= TASK GOAL =
Please report how many lines of the following entries hold the word "impl", giving the number alone.
════════
//! 健康检测模块
//!
//! 提供HTTP探测、链接检测与结果分类功能

pub mod checker;
pub mod prober;
pub mod result;

// 重新导出主要类型
pub use checker::LinkChecker;
pub use prober::{HttpProber, ProbeResponse, Prober};
pub use result::{CheckOutcome, CheckResult};
//! HTML报告渲染
//!
//! 使用Handlebars模板生成带汇总信息和状态着色表格的HTML报告

use crate::error::ReportError;
use crate::health::CheckResult;
use crate::report::summary::ReportSummary;
use chrono::{DateTime, Local};
use handlebars::Handlebars;
use serde::Serialize;

/// 健康状态颜色
pub const OK_COLOR: &str = "#28a745";
/// 错误状态颜色
pub const ERROR_COLOR: &str = "#dc3545";

const TEMPLATE_NAME: &str = "report";

const REPORT_TEMPLATE: &str = r#"<html>
<body>
<p><strong>📊 {{site_name}} - Daily Link Check Report</strong><br>
🕒 Date: {{date}}<br>
✅ Healthy Links: {{healthy_count}}<br>
❌ Errors: {{error_count}}<br>
⏱️ Avg Response Time: {{average}}{{#if has_average}}s{{/if}}</p>
<table border="1" cellpadding="5" cellspacing="0">
    <tr><th>URL</th><th>Status</th><th>Response Time</th></tr>
{{#each rows}}
    <tr><td>{{url}}</td><td style="color:{{color}}">{{status}}</td><td>{{response_time}}</td></tr>
{{/each}}
</table>
</body>
</html>
"#;

#[derive(Serialize)]
struct HtmlRow {
    url: String,
    status: String,
    color: &'static str,
    response_time: String,
}

#[derive(Serialize)]
struct HtmlContext<'a> {
    site_name: &'a str,
    date: String,
    healthy_count: usize,
    error_count: usize,
    average: String,
    has_average: bool,
    rows: Vec<HtmlRow>,
}

/// HTML报告渲染器
pub struct HtmlRenderer {
    registry: Handlebars<'static>,
}

impl HtmlRenderer {
    /// 创建渲染器并注册报告模板
    pub fn new() -> Result<Self, ReportError> {
        let mut registry = Handlebars::new();
        registry.set_strict_mode(true);
        registry
            .register_template_string(TEMPLATE_NAME, REPORT_TEMPLATE)
            .map_err(|e| ReportError::Template(e.to_string()))?;

        Ok(Self { registry })
    }

    /// 渲染HTML报告
    ///
    /// # 参数
    /// * `site_name` - 站点名称
    /// * `results` - 按顺序排列的检测结果
    /// * `summary` - 汇总统计
    /// * `generated_at` - 报告时间
    pub fn render(
        &self,
        site_name: &str,
        results: &[CheckResult],
        summary: &ReportSummary,
        generated_at: DateTime<Local>,
    ) -> Result<String, ReportError> {
        let rows = results
            .iter()
            .map(|result| HtmlRow {
                url: result.url.clone(),
                status: result.status_label(),
                color: if result.is_error() {
                    ERROR_COLOR
                } else {
                    OK_COLOR
                },
                response_time: result
                    .response_time_secs()
                    .map(|secs| format!("{secs}s"))
                    .unwrap_or_else(|| "-".to_string()),
            })
            .collect();

        let context = HtmlContext {
            site_name,
            date: generated_at.format("%Y-%m-%d %H:%M:%S").to_string(),
            healthy_count: summary.healthy_count,
            error_count: summary.error_count,
            average: summary.average_display(),
            has_average: summary.average_response_time.is_some(),
            rows,
        };

        self.registry
            .render(TEMPLATE_NAME, &context)
            .map_err(|e| ReportError::Template(e.to_string()))
    }
}
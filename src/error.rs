//! 错误处理模块
//!
//! 定义应用程序的统一错误类型

use serde::{Deserialize, Serialize};
use thiserror::Error;

/// Link Health Check 应用程序的主要错误类型
#[derive(Error, Debug)]
pub enum LinkCheckError {
    /// 配置相关错误
    #[error("配置错误: {0}")]
    Config(#[from] ConfigError),

    /// 探测相关错误
    #[error("探测错误: {0}")]
    Probe(#[from] ProbeError),

    /// 报告生成错误
    #[error("报告错误: {0}")]
    Report(#[from] ReportError),

    /// 通知相关错误
    #[error("通知错误: {0}")]
    Notification(#[from] NotificationError),

    /// 流水线阶段失败
    #[error("{0}")]
    Stage(Box<crate::app::StageError>),

    /// IO错误
    #[error("IO错误: {0}")]
    Io(#[from] std::io::Error),

    /// JSON序列化/反序列化错误
    #[error("JSON错误: {0}")]
    Json(#[from] serde_json::Error),

    /// 其他错误
    #[error("其他错误: {0}")]
    Other(#[from] anyhow::Error),
}

impl From<crate::app::StageError> for LinkCheckError {
    fn from(error: crate::app::StageError) -> Self {
        LinkCheckError::Stage(Box::new(error))
    }
}

impl LinkCheckError {
    /// 错误所属的运行阶段
    ///
    /// 流水线内的失败带有明确的阶段；流水线之外的配置、报告、通知错误
    /// 按错误类别归入对应阶段。
    pub fn stage(&self) -> Option<crate::app::RunStage> {
        use crate::app::RunStage;

        match self {
            LinkCheckError::Stage(stage_error) => Some(stage_error.stage),
            LinkCheckError::Config(_) | LinkCheckError::Probe(_) => Some(RunStage::Config),
            LinkCheckError::Report(_) => Some(RunStage::Report),
            LinkCheckError::Notification(_) => Some(RunStage::Notify),
            _ => None,
        }
    }
}

/// 配置错误类型
#[derive(Error, Debug)]
pub enum ConfigError {
    /// 配置文件解析错误
    #[error("配置文件解析失败: {0}")]
    ParseError(String),

    /// 配置验证错误
    #[error("配置验证失败: {0}")]
    ValidationError(String),

    /// 配置文件不存在
    #[error("配置文件不存在: {path}")]
    FileNotFound { path: String },

    /// 环境变量替换错误
    #[error("环境变量替换失败: {var}")]
    EnvVarError { var: String },

    /// 必需的环境变量缺失
    #[error("缺少必需的环境变量: {var}")]
    MissingEnvVar { var: String },

    /// 邮箱地址格式错误
    #[error("无效的邮箱地址 {address}: {reason}")]
    InvalidAddress { address: String, reason: String },
}

/// 网络层失败的类别
#[derive(Debug, Clone, Copy, PartialEq, Eq, Serialize, Deserialize)]
pub enum ProbeErrorKind {
    /// 请求超时
    Timeout,
    /// 连接失败（DNS、拒绝连接、TLS握手等）
    Connect,
    /// 重定向过多或重定向无效
    Redirect,
    /// 响应解码失败
    Decode,
    /// 响应体读取失败
    Body,
    /// 其他请求错误
    Request,
}

impl std::fmt::Display for ProbeErrorKind {
    fn fmt(&self, f: &mut std::fmt::Formatter<'_>) -> std::fmt::Result {
        match self {
            ProbeErrorKind::Timeout => write!(f, "Timeout"),
            ProbeErrorKind::Connect => write!(f, "ConnectionError"),
            ProbeErrorKind::Redirect => write!(f, "RedirectError"),
            ProbeErrorKind::Decode => write!(f, "DecodeError"),
            ProbeErrorKind::Body => write!(f, "BodyError"),
            ProbeErrorKind::Request => write!(f, "RequestError"),
        }
    }
}

/// 单次探测的网络层错误
///
/// 非预期的HTTP状态码不属于此类错误，它们作为正常响应返回。
#[derive(Error, Debug, Clone, PartialEq, Eq)]
#[error("{kind} - {message}")]
pub struct ProbeError {
    /// 错误类别
    pub kind: ProbeErrorKind,
    /// 底层错误信息
    pub message: String,
}

impl ProbeError {
    /// 创建新的探测错误
    pub fn new(kind: ProbeErrorKind, message: impl Into<String>) -> Self {
        Self {
            kind,
            message: message.into(),
        }
    }
}

impl From<reqwest::Error> for ProbeError {
    fn from(error: reqwest::Error) -> Self {
        let kind = if error.is_timeout() {
            ProbeErrorKind::Timeout
        } else if error.is_connect() {
            ProbeErrorKind::Connect
        } else if error.is_redirect() {
            ProbeErrorKind::Redirect
        } else if error.is_decode() {
            ProbeErrorKind::Decode
        } else if error.is_body() {
            ProbeErrorKind::Body
        } else {
            ProbeErrorKind::Request
        };

        Self::new(kind, error.to_string())
    }
}

/// 报告生成错误类型
#[derive(Error, Debug)]
pub enum ReportError {
    /// CSV写入失败
    #[error("CSV写入失败: {0}")]
    Csv(#[from] csv::Error),

    /// 模板渲染失败
    #[error("HTML模板渲染失败: {0}")]
    Template(String),

    /// 报告文件写入失败
    #[error("写入文件 {path} 失败: {source}")]
    Write {
        path: String,
        #[source]
        source: std::io::Error,
    },
}

/// 通知错误类型
#[derive(Error, Debug)]
pub enum NotificationError {
    /// 邮件构建失败
    #[error("邮件构建失败: {0}")]
    BuildError(String),

    /// SMTP传输或认证失败
    #[error("邮件发送失败: {0}")]
    Transport(String),

    /// 配置错误
    #[error("通知配置错误: {0}")]
    ConfigError(String),
}

/// 结果类型别名
pub type Result<T> = std::result::Result<T, LinkCheckError>;
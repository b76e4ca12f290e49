//! 检测流水线
//!
//! 检测 → 写CSV → 渲染报告 → 按策略通知 → 追加运行日志

use crate::error::LinkCheckError;
use crate::health::{CheckResult, LinkChecker, Prober};
use crate::notification::{MailSender, Notifier, NotifyOutcome};
use crate::report::{csv, Report, ReportRenderer};
use crate::runlog::{RunLog, RunLogEntry};
use chrono::Local;
use std::path::PathBuf;
use thiserror::Error;
use tracing::{error, info};

/// 流水线阶段
#[derive(Debug, Clone, Copy, PartialEq, Eq)]
pub enum RunStage {
    /// 加载配置、解析凭据、构建组件
    Config,
    /// 生成并写入报告
    Report,
    /// 发送通知
    Notify,
    /// 追加运行日志
    RunLog,
}

impl std::fmt::Display for RunStage {
    fn fmt(&self, f: &mut std::fmt::Formatter<'_>) -> std::fmt::Result {
        match self {
            RunStage::Config => write!(f, "config"),
            RunStage::Report => write!(f, "report"),
            RunStage::Notify => write!(f, "notify"),
            RunStage::RunLog => write!(f, "run-log"),
        }
    }
}

/// 带阶段信息的运行失败
#[derive(Error, Debug)]
#[error("{stage} 阶段失败: {source}")]
pub struct StageError {
    /// 失败的阶段
    pub stage: RunStage,
    /// 底层错误
    #[source]
    pub source: LinkCheckError,
}

impl StageError {
    fn new(stage: RunStage, source: impl Into<LinkCheckError>) -> Self {
        Self {
            stage,
            source: source.into(),
        }
    }
}

/// 输出文件位置
#[derive(Debug, Clone)]
pub struct RunOutputs {
    /// CSV报告路径
    pub csv_path: PathBuf,
    /// 运行日志路径
    pub run_log_path: PathBuf,
}

/// 一次运行的结果
#[derive(Debug)]
pub struct RunSummary {
    /// 按输入顺序排列的检测结果
    pub results: Vec<CheckResult>,
    /// 生成的报告
    pub report: Report,
    /// 通知结果，未配置通知器时为 `None`
    pub notification: Option<NotifyOutcome>,
}

/// 执行一次完整的检测流水线
///
/// 单个URL的失败只体现在结果中；报告、通知、日志阶段的失败会终止运行，
/// 已写出的文件保留在磁盘上。
///
/// # 参数
/// * `targets` - 按顺序排列的检测目标
/// * `checker` - 链接检测器
/// * `renderer` - 报告渲染器
/// * `notifier` - 通知器，`None` 表示不发送邮件
/// * `outputs` - 输出文件位置
pub async fn run_once<P, S>(
    targets: &[String],
    checker: &LinkChecker<P>,
    renderer: &ReportRenderer,
    notifier: Option<&Notifier<S>>,
    outputs: &RunOutputs,
) -> Result<RunSummary, StageError>
where
    P: Prober,
    S: MailSender,
{
    info!("开始本轮链接检测，共 {} 个目标", targets.len());

    let results = checker.check_links(targets).await;

    let report = renderer
        .render(&results)
        .map_err(|e| StageError::new(RunStage::Report, e))?;
    csv::write_csv_file(&outputs.csv_path, &report.csv)
        .map_err(|e| StageError::new(RunStage::Report, e))?;

    info!(
        "检测完成: 健康 {} / 错误 {} / 平均响应时间 {}",
        report.summary.healthy_count,
        report.summary.error_count,
        report.summary.average_display()
    );

    let notification = match notifier {
        Some(notifier) => {
            let outcome = notifier.notify(&report).await.map_err(|e| {
                error!("通知发送失败: {}", e);
                StageError::new(RunStage::Notify, e)
            })?;
            Some(outcome)
        }
        None => {
            info!("未启用邮件通知");
            None
        }
    };

    RunLog::new(&outputs.run_log_path)
        .append(&RunLogEntry {
            timestamp: Local::now(),
            error_count: report.error_count(),
        })
        .map_err(|e| StageError::new(RunStage::RunLog, e))?;

    Ok(RunSummary {
        results,
        report,
        notification,
    })
}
════════
= WRITTEN SOLUTION =
10